On Feb 3, 2011, at 9:16 AM, Mark Day wrote:
> On Feb 2, 2011, at 9:39 PM, James Bucanek wrote:
>
>> The actualCount value returned for the network volume is the same as the requested value, indicating a successful allocation. In my test case these were values between 100MB and 160GB. In every test, the free space reported by the volume remained the same.
>
> That sounds like a bug to me.
No, that's how the Allocate works on file systems that don't support it. Again, from the old AFP client sources... If the space requested was available (which is racy since another client could use that space at any time), it:
;
; Enough space on disk to satisfy allocate call. Return requested number in ioActCount and
; set noErr.
;
On Feb 2, 2011, at 9:39 PM, James Bucanek wrote:
> And this isn't my first run in with FSAllocateFork. It was horribly broken in 10.4, was also broken in 10.5 file sharing, and is still broken in whatever version of AFP ships with the Airport Basestation and Time Capsule (bug #4843619). In that bug, the problem is that FSAllocateFork miscalculates the size of the allocation by always adding the size of the existing file to the allocation. This is moot if the file length is zero, but not if the file already contains data.
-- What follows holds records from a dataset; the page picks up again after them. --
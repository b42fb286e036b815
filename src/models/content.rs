//! Content items: one unit of instructional material within a module.

use chrono::{DateTime, Utc};
use serde::{Deserialize, Serialize};
use sqlx::FromRow;
use uuid::Uuid;

/// What kind of material a content item carries.
///
/// IMAGE and FILE items require AI-generated accessibility text; TEXT,
/// VIDEO, and ASSESSMENT items are treated as inherently accessible by
/// the dashboard.
#[derive(Serialize, Deserialize, Clone, Copy, Debug, PartialEq, Eq, sqlx::Type)]
#[sqlx(rename_all = "UPPERCASE")]
#[serde(rename_all = "UPPERCASE")]
pub enum ContentKind {
    Text,
    Video,
    Image,
    File,
    Assessment,
}

impl ContentKind {
    /// Whether this kind needs AI enrichment to be considered accessible.
    pub fn requires_enrichment(self) -> bool {
        matches!(self, ContentKind::Image | ContentKind::File)
    }
}

impl std::str::FromStr for ContentKind {
    type Err = String;

    fn from_str(value: &str) -> Result<Self, Self::Err> {
        match value.to_ascii_uppercase().as_str() {
            "TEXT" => Ok(ContentKind::Text),
            "VIDEO" => Ok(ContentKind::Video),
            "IMAGE" => Ok(ContentKind::Image),
            "FILE" => Ok(ContentKind::File),
            "ASSESSMENT" => Ok(ContentKind::Assessment),
            other => Err(format!("unknown content kind `{}`", other)),
        }
    }
}

/// One unit of instructional material belonging to a module.
///
/// `ai_text` and `processed` are written only by the enrichment executor:
/// `processed` is true exactly when an enrichment run has stored a result
/// (which may be an error description — see `EnrichmentClient`). Enrichment
/// is never re-scheduled once `processed` is set.
#[derive(Serialize, Deserialize, Clone, FromRow, Debug)]
pub struct Content {
    pub id: Uuid,
    pub module_id: Uuid,
    pub title: String,
    pub kind: ContentKind,

    /// Inline text body (TEXT and ASSESSMENT items).
    pub body: Option<String>,

    /// External video reference, normalized to the canonical embed form
    /// at write time when recognized.
    pub video_url: Option<String>,

    /// Relative path of the uploaded payload beneath the upload directory.
    pub file_path: Option<String>,

    /// Original filename of the uploaded payload.
    pub file_name: Option<String>,

    /// Ordering key within the module. Not required to be unique.
    pub position: i64,

    pub created_at: DateTime<Utc>,

    /// AI-generated accessibility text (description or transcription).
    pub ai_text: Option<String>,

    /// True once an enrichment run has stored a result.
    pub processed: bool,
}
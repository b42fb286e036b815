//! Per-user accessibility profiles.

use chrono::{DateTime, Utc};
use serde::{Deserialize, Serialize};
use sqlx::FromRow;
use uuid::Uuid;

/// Declared primary disability type. Determines which presentation
/// preferences apply.
#[derive(Serialize, Deserialize, Clone, Copy, Debug, PartialEq, Eq, sqlx::Type)]
#[sqlx(rename_all = "UPPERCASE")]
#[serde(rename_all = "UPPERCASE")]
pub enum DisabilityType {
    Visual,
    Auditory,
    None,
}

/// A user's accessibility preferences.
///
/// One profile per user, created lazily with defaults on first access.
/// Saving a profile resets all preference fields to their defaults and then
/// applies only the fields belonging to the declared disability type, so
/// stale combinations cannot survive a type change.
#[derive(Serialize, Deserialize, Clone, FromRow, Debug)]
pub struct AccessibilityProfile {
    pub user_id: Uuid,
    pub disability_type: Option<DisabilityType>,

    /// High-contrast presentation (visual).
    pub high_contrast: bool,

    /// Font size from 1 (very small) to 5 (very large); default 3 (visual).
    pub font_size: i64,

    /// Automatic subtitles (auditory).
    pub subtitles: bool,

    pub created_at: DateTime<Utc>,
    pub updated_at: DateTime<Utc>,
}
I fixed <rdar://problem/4843619> in Leopard.
And yes, I'm guilty of using setting the EOF to allocate space. The old MoreFiles sample (which is deprecated now for reasons such as this) used PBSetEOFSync to preallocate space when copying files. My only defense is I didn't know Mac OS X was coming when I wrote it in the early 1990s.
So, Mark's recommendation, "We've generally advised applications to use FSAllocateFork (or the equivalent at other API layers) to try to reserve the space up front, and then just write to the file when they need to, and handle errors appropriately.", is still my recommendation, too. FSAllocateFork is a hint to attempt to do things more efficiently.